Forward-mapped Page Tables:
--------------------------

- most architectures with this structure allow portions of the hierarchy to be
  unallocated by using validity bits in the higher levels;

- some architecture promote a short circuit, linking lower level entries
  higher in the hierarchy, when the address space is sparsely used;

- generally a per-process table, with some control register pointing to the
  first level;

- the page table itself can be referenced virtually or physically.  If
  physically, then some table manager controls the amount of physical memory
  being used;

- address space identifiers (ASID), or PIDs, are used to generate a global
  naming system, discarding the need to flush the TLB after every
  context-switch;

- provides a flexible VM structure, good for aliasing, copy-on-write, and
  independent protection views;

- total cost to service a miss:

	- overhead to suspend execution;
	- memory and/or cache references to each level;
	- possible TLB miss with virtual tables;
	- possible page fault on the table itself;
	- possible updates of the dirty and reference bits.

- good for largely sequential or densely packed addresses.  Bad for sparse
  addresses;

- interesting variant is a single flat page table, index by the VPN;

* the introduction of just a single additional cache miss in TLB miss handling
* can greatly reduce performance;

* cache miss times increasing from 10-20 cycles toward 30-70 cycles.

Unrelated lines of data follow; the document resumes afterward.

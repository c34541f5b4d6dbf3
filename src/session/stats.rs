use std::collections::BTreeMap;

use chrono::{DateTime, Utc};
use serde::Serialize;

/// Coarse lifecycle state reported to the command surface.
#[derive(Debug, Clone, Copy, PartialEq, Eq, Serialize)]
#[serde(rename_all = "lowercase")]
pub enum SessionState {
    /// Voice handshake in progress
    Connecting,
    /// Connected and capturing audio
    Recording,
    /// Transport invalidated, handshake being retried
    Reconnecting,
    /// Stopped; post-processing pipeline running
    Processing,
    /// Voice connection lost permanently; captured audio retained
    Failed,
    Closed,
}

/// Snapshot of a live session for the status surface.
#[derive(Debug, Clone, Serialize)]
pub struct SessionStatus {
    pub session_id: String,
    pub room: String,
    pub state: SessionState,
    pub started_at: DateTime<Utc>,
    /// Participants that produced at least one frame
    pub participants: Vec<String>,
    pub bytes_by_participant: BTreeMap<String, u64>,
    /// Frames dropped against sealed tracks
    pub dropped_frames: u64,
}

impl SessionStatus {
    pub fn new(session_id: String, room: String, started_at: DateTime<Utc>) -> Self {
        Self {
            session_id,
            room,
            state: SessionState::Connecting,
            started_at,
            participants: Vec::new(),
            bytes_by_participant: BTreeMap::new(),
            dropped_frames: 0,
        }
    }
}
use serde::Serialize;

use crate::audio::ArtifactDescriptor;

/// Outcome of one pipeline stage.
#[derive(Debug, Clone, Copy, PartialEq, Eq, Serialize)]
#[serde(rename_all = "lowercase")]
pub enum StageState {
    Success,
    /// Stage produced a reduced result instead of failing the job
    Degraded,
    Failed,
    Skipped,
}

#[derive(Debug, Clone, Serialize)]
pub struct StageOutcome {
    pub state: StageState,
    /// Attempts actually made (1 = no retry needed)
    pub attempts: u32,
    pub detail: Option<String>,
}

impl StageOutcome {
    pub fn success(attempts: u32) -> Self {
        Self {
            state: StageState::Success,
            attempts,
            detail: None,
        }
    }

    pub fn degraded(attempts: u32, detail: impl Into<String>) -> Self {
        Self {
            state: StageState::Degraded,
            attempts,
            detail: Some(detail.into()),
        }
    }

    pub fn failed(attempts: u32, detail: impl Into<String>) -> Self {
        Self {
            state: StageState::Failed,
            attempts,
            detail: Some(detail.into()),
        }
    }

    pub fn skipped() -> Self {
        Self {
            state: StageState::Skipped,
            attempts: 0,
            detail: None,
        }
    }
}

#[derive(Debug, Clone, Copy, PartialEq, Eq, Serialize)]
#[serde(rename_all = "lowercase")]
pub enum PipelineOutcome {
    Success,
    Partial,
    Failed,
}

/// Full account of one post-processing run. The pipeline never raises past
/// its boundary; every failure lands in here instead.
#[derive(Debug, Clone, Serialize)]
pub struct PipelineReport {
    pub session_id: String,
    pub flush: StageOutcome,
    pub transcribe: StageOutcome,
    pub summarize: StageOutcome,
    pub deliver: StageOutcome,
    pub artifacts: Vec<ArtifactDescriptor>,
    pub outcome: PipelineOutcome,
}

impl PipelineReport {
    /// Report skeleton with every stage pending-as-skipped
    pub fn new(session_id: String) -> Self {
        Self {
            session_id,
            flush: StageOutcome::skipped(),
            transcribe: StageOutcome::skipped(),
            summarize: StageOutcome::skipped(),
            deliver: StageOutcome::skipped(),
            artifacts: Vec::new(),
            outcome: PipelineOutcome::Failed,
        }
    }

    /// Derive the job outcome from the stage states
    pub fn resolve_outcome(&mut self) {
        let stages = [
            &self.flush,
            &self.transcribe,
            &self.summarize,
            &self.deliver,
        ];

        self.outcome = if self.flush.state == StageState::Failed
            || stages.iter().any(|s| s.state == StageState::Skipped)
        {
            PipelineOutcome::Failed
        } else if stages.iter().all(|s| s.state == StageState::Success) {
            PipelineOutcome::Success
        } else {
            PipelineOutcome::Partial
        };
    }
}
/// Deterministic transcript splitting for chunked summarization.
///
/// Chunks are cut at paragraph breaks when one falls inside the window,
/// otherwise at the last sentence end, otherwise at the last whitespace.
/// A chunk never ends mid-word: a single token longer than `max_chars`
/// extends its chunk to the next whitespace instead of being cut.
pub fn split_chunks(text: &str, max_chars: usize) -> Vec<String> {
    debug_assert!(max_chars > 0);

    let mut chunks = Vec::new();
    let mut rest = text.trim();

    while !rest.is_empty() {
        let window_end = match rest.char_indices().nth(max_chars) {
            Some((idx, _)) => idx,
            None => {
                chunks.push(rest.to_string());
                break;
            }
        };

        let window = &rest[..window_end];
        let cut = paragraph_break(window)
            .or_else(|| sentence_end(window))
            .or_else(|| last_whitespace(window))
            .unwrap_or_else(|| {
                // one giant token: extend past the window rather than
                // splitting mid-word
                rest[window_end..]
                    .find(char::is_whitespace)
                    .map(|off| window_end + off)
                    .unwrap_or(rest.len())
            });

        chunks.push(rest[..cut].trim_end().to_string());
        rest = rest[cut..].trim_start();
    }

    chunks
}

fn paragraph_break(window: &str) -> Option<usize> {
    window.rfind("\n\n").filter(|&i| i > 0).map(|i| i + 2)
}

fn sentence_end(window: &str) -> Option<usize> {
    let mut last = None;
    let mut iter = window.char_indices().peekable();
    while let Some((_, c)) = iter.next() {
        if matches!(c, '.' | '!' | '?') {
            if let Some(&(j, next)) = iter.peek() {
                if next.is_whitespace() && j > 0 {
                    last = Some(j);
                }
            }
        }
    }
    last
}

fn last_whitespace(window: &str) -> Option<usize> {
    window
        .char_indices()
        .filter(|(i, c)| c.is_whitespace() && *i > 0)
        .last()
        .map(|(i, _)| i)
}
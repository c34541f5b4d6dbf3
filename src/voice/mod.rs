pub mod loopback;
pub mod manager;
pub mod transport;

pub use loopback::LoopbackTransport;
pub use manager::{LifecycleEvent, RetryPolicy, VoiceSessionManager, VoiceState};
pub use transport::{
    ConnectOutcome, RejectionClass, RejectionCode, VoiceEndpoint, VoiceInbound, VoiceTransport,
};
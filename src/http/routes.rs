use axum::{
    routing::{get, post},
    Router,
};
use tower_http::trace::TraceLayer;

use super::handlers;
use super::state::AppState;

/// Create the HTTP router with all routes
pub fn create_router(state: AppState) -> Router {
    Router::new()
        // Health check
        .route("/health", get(handlers::health_check))
        // Session control
        .route("/sessions/start", post(handlers::start_session))
        .route("/sessions/stop/:room", post(handlers::stop_session))
        .route("/sessions/clear/:room", post(handlers::force_clear))
        // Session queries
        .route("/sessions/:room/status", get(handlers::session_status))
        // Request logging
        .layer(TraceLayer::new_for_http())
        .with_state(state)
}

Why? The
* increasing gap between memory access time and processor speed?

* TLB hit rate is also an issue.  Sharing may be done by having multiples
* entries in the TLB or just one for the physical address.  So, there are two
* bad things: sharing through multiple entries in the TLB and the lack of
* PIDs, forcing the flushing of the TLB every context switch;

- the space required for page tables is a function of the amount and
  distribution of allocated virtual memory.  In the best case, all entries in
  the leaf pages are used;

- best scenario: 1% of overhead.  Worst scenario (one entry per page): 100%.
  Typical scenarion: 4% of overhead.

- PTE size probably needs to increase to address the increasing physical
  memory size;


Inverted Page Tables:
--------------------

- it is a single table with an entry for each physical page;

- to convert VPN->PPN, a hash anchor table (HAT) is used.  It is indexed by a
  function of the virtual address and provides a pointer to a linked list
  of potential IPT entries;

- it is a global table, shared by all processes;

- the biggest difficulty is the support for address aliasing.  Some systems
  support sharing by using a global address (same virtual address for both 
  address spaces);

* it is interesting to note that in a balanced system, each entry in the page
  table will be referenced a few times (will have a small chain of
  candidates.)  This increases the possibility of a cache miss when an
  entry is looked up.  The same idea is valid for each of the candidates;

- TLB miss overhead:

	- CPU overhead to suspend execution;
	- memory reference to the HAT pointer;
	- memory reference to the IPT;
	- possible memory references for the chain elements;
	- possible update of the status bits.

* generally these memory references generate large miss rates;

- the size of the table is a linear function of the amount of physical 
  memory;

- memory mapped I/O systems can waste significant storage in an IPT if it
  cannot be efficiently packed;


Hashed Page Table:
-----------------

- combines the hash table and the IPT into a single data structure;

- generates less memory references and better memory usage;

- an entry (HPTE) contains both VPN and PPN;

- some hash of the virtual address is used to index the table;

- they basically avoid using a separate hash table;

- by making the HPT very large, it acts as a complete replacement for the
  older hash table and IPT structure;

- since the HPT entry is nearly identical to a TLB entry, it is easy to
  construct a hardware miss handler;


----

- TLB software miss algorithm in a forward-mapped page table:

	- move the faulting address to a general register;
	- determine if the reference is to system or user space;
	- move the user root table pointer to a general register;
	- determine the privilege level;
	- determine if the reference is to a different process's address
	  space;
	- calculate the index into the root table;
	- load the root table entry;
	- calculate and index into the leaf page;
	- load PTE;
	- ...

- the author uses some tricks to minimize the TLB miss handling time, such as
  aligning the table according to its size (base address is a multiple of the
  table size), thus substituting the addition for a simple OR, to calculate
  the index of a hashed value;


Conclusions:
-----------

- by doing a simple change in traditional IPTs, HPTs decrease the number of
  memory references, decreasing the number of cache misses and TLB miss
  handling time;

- varying the participation of hardware and software, they define a native HPT
  and a hybrid HPT.  In both of them the hardware searches only the first 
  bucket.  In a native HPT, the hardware implements the table and the software
  just searches the lists.  In the hybrid HPTs, the hardware searches just
  an HPT cache, traping to software if the entry if not found.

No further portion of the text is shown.